Available records:
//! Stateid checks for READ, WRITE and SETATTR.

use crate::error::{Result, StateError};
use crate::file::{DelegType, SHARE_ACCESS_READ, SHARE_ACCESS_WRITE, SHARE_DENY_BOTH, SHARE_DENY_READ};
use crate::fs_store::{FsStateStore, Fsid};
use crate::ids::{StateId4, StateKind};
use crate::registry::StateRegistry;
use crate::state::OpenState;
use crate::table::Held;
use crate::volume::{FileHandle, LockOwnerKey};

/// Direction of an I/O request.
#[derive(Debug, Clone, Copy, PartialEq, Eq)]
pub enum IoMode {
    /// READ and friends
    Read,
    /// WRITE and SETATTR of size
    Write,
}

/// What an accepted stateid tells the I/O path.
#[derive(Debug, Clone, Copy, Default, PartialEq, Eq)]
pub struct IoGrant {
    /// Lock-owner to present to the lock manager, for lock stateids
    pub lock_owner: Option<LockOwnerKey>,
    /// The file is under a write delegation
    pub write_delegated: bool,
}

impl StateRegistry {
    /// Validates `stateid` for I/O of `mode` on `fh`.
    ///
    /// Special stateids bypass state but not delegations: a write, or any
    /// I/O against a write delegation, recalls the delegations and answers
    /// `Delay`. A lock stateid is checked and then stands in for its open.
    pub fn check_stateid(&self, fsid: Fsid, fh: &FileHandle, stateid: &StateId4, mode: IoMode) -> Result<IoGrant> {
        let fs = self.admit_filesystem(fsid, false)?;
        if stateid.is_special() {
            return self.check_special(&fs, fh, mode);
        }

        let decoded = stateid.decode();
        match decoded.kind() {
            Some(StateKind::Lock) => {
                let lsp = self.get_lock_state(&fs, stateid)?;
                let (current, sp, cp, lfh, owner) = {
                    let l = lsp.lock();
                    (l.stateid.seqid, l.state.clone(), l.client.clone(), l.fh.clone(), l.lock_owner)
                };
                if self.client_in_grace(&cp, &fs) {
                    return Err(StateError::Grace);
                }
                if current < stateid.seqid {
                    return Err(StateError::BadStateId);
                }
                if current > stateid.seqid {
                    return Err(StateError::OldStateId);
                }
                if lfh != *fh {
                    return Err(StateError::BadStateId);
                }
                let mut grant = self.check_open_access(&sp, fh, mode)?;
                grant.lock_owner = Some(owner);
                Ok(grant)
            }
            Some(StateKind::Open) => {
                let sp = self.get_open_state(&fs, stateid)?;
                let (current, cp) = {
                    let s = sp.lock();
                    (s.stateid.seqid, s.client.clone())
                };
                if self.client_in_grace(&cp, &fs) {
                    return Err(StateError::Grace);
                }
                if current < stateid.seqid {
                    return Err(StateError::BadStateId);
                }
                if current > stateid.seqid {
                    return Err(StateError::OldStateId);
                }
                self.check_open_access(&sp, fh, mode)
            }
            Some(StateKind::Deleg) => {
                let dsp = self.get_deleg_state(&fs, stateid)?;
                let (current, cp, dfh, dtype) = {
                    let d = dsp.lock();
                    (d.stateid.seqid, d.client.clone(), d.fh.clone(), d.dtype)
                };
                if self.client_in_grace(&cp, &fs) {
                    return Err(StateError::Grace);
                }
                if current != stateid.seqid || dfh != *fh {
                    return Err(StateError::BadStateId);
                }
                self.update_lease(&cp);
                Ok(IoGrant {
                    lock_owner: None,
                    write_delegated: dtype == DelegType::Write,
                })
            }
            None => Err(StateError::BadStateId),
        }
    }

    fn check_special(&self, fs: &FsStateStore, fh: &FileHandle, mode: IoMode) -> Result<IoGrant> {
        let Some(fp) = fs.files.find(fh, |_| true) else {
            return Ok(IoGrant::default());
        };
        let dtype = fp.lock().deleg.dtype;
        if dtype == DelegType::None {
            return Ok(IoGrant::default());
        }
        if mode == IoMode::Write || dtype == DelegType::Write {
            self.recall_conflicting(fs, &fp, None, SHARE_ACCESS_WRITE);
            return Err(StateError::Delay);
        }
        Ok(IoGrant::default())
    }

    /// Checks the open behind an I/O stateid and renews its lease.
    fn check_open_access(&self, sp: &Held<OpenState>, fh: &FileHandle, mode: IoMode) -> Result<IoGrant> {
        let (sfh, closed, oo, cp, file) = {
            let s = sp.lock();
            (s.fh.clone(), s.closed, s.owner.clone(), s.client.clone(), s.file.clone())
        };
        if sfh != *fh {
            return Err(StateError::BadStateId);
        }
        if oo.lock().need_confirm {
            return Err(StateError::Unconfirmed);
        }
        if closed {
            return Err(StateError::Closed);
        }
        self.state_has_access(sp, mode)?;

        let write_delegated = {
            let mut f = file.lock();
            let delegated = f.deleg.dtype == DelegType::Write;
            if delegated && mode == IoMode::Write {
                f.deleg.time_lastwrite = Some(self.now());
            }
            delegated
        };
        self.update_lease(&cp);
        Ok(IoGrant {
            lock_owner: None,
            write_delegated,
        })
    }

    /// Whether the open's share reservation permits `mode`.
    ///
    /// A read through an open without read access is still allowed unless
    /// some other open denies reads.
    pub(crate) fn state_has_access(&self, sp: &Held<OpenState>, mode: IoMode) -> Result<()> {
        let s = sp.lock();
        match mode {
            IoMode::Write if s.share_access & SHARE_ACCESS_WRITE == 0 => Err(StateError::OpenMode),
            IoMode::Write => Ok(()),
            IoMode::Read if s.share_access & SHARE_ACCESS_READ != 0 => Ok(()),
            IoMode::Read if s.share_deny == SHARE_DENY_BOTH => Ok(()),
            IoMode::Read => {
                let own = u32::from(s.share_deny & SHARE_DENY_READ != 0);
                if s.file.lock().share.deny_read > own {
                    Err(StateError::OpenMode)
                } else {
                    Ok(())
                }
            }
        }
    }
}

Directions for this task:
Scan the entries above for the line containing "s.owner.clone(), s.client.clone(), s.file.clone())", and copy it and all lines after it exactly, down to and including the line containing "return Err(StateError::Unconfirmed);".

Answer to the problem:
            (s.fh.clone(), s.closed, s.owner.clone(), s.client.clone(), s.file.clone())
        };
        if sfh != *fh {
            return Err(StateError::BadStateId);
        }
        if oo.lock().need_confirm {
            return Err(StateError::Unconfirmed);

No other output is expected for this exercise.